#### Exercise instructions
In the records below, find the line that contains "ORDER BY created_at DESC, id" and the line that contains "filename crates/orchestrator/src/bootstrap.rs". Set down exactly those lines and every line between them, and nothing more.
(Records to use)
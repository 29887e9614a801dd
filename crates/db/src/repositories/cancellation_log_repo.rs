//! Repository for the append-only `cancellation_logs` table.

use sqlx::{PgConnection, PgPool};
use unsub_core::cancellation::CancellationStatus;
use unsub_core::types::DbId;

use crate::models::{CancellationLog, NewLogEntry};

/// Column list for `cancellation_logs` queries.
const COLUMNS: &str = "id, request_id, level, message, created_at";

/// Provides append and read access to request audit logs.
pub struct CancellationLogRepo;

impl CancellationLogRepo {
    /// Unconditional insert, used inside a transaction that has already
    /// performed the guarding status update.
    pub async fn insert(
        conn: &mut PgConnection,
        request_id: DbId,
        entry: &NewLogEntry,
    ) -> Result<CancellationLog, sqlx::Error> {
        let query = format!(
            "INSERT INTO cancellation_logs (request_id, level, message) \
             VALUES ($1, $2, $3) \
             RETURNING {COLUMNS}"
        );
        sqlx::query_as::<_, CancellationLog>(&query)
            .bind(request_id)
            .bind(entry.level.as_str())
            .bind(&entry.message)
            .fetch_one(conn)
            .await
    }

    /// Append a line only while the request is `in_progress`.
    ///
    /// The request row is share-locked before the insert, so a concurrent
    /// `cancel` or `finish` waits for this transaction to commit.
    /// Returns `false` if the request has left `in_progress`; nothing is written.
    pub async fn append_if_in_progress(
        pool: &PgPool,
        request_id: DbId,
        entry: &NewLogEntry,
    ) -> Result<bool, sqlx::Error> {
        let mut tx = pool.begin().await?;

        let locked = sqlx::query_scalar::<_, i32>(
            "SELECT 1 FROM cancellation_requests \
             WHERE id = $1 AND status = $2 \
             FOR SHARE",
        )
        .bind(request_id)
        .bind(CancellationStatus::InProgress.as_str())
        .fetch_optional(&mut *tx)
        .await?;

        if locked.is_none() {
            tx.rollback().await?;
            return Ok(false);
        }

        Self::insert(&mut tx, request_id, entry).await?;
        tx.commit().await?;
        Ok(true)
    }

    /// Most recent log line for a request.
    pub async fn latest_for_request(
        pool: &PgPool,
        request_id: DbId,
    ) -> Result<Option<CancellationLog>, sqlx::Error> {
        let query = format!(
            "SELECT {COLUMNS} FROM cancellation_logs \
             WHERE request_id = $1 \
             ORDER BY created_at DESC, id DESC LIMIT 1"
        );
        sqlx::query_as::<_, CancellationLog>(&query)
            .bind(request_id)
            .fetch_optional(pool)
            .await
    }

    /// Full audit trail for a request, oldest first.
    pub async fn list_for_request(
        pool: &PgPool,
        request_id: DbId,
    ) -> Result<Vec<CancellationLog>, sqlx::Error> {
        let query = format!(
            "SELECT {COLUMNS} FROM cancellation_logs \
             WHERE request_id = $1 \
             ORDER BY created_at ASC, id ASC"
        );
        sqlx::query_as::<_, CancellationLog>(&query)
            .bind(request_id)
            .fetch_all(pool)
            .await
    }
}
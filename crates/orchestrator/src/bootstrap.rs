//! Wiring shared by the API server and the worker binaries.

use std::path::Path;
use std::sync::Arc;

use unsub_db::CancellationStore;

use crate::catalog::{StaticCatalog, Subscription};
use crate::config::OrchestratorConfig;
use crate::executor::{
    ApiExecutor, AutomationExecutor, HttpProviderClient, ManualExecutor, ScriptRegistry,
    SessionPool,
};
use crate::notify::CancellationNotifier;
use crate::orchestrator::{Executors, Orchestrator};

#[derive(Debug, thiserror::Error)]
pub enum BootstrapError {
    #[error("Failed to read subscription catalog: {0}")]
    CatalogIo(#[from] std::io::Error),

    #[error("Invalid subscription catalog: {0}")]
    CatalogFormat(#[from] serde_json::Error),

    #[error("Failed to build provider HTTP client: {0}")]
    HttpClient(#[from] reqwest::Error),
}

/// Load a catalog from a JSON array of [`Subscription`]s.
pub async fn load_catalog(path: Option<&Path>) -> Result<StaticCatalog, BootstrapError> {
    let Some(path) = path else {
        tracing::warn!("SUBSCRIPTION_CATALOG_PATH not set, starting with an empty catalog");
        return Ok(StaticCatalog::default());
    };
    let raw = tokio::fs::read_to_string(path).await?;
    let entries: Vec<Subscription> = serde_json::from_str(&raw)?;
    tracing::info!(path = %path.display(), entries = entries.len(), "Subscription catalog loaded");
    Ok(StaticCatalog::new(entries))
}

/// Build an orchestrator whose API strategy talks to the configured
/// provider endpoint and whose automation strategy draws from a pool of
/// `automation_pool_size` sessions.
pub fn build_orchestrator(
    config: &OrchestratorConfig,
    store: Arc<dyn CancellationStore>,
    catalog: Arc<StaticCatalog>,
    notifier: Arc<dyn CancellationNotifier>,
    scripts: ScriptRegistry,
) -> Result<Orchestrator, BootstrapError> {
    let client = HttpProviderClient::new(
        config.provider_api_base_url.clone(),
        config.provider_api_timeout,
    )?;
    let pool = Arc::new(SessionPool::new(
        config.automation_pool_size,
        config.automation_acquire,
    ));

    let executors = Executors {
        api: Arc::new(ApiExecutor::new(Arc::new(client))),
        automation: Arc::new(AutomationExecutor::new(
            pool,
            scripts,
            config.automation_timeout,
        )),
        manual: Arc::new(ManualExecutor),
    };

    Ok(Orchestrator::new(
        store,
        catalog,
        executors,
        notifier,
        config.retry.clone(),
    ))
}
(End Records to use)
#### Result
             ORDER BY created_at DESC, id DESC LIMIT 1"
        );
        sqlx::query_as::<_, CancellationLog>(&query)
            .bind(request_id)
            .fetch_optional(pool)
            .await
    }

    /// Full audit trail for a request, oldest first.
    pub async fn list_for_request(
        pool: &PgPool,
        request_id: DbId,
    ) -> Result<Vec<CancellationLog>, sqlx::Error> {
        let query = format!(
            "SELECT {COLUMNS} FROM cancellation_logs \
             WHERE request_id = $1 \
             ORDER BY created_at ASC, id ASC"
        );
        sqlx::query_as::<_, CancellationLog>(&query)
            .bind(request_id)
            .fetch_all(pool)
            .await
    }
}
filename crates/orchestrator/src/bootstrap.rs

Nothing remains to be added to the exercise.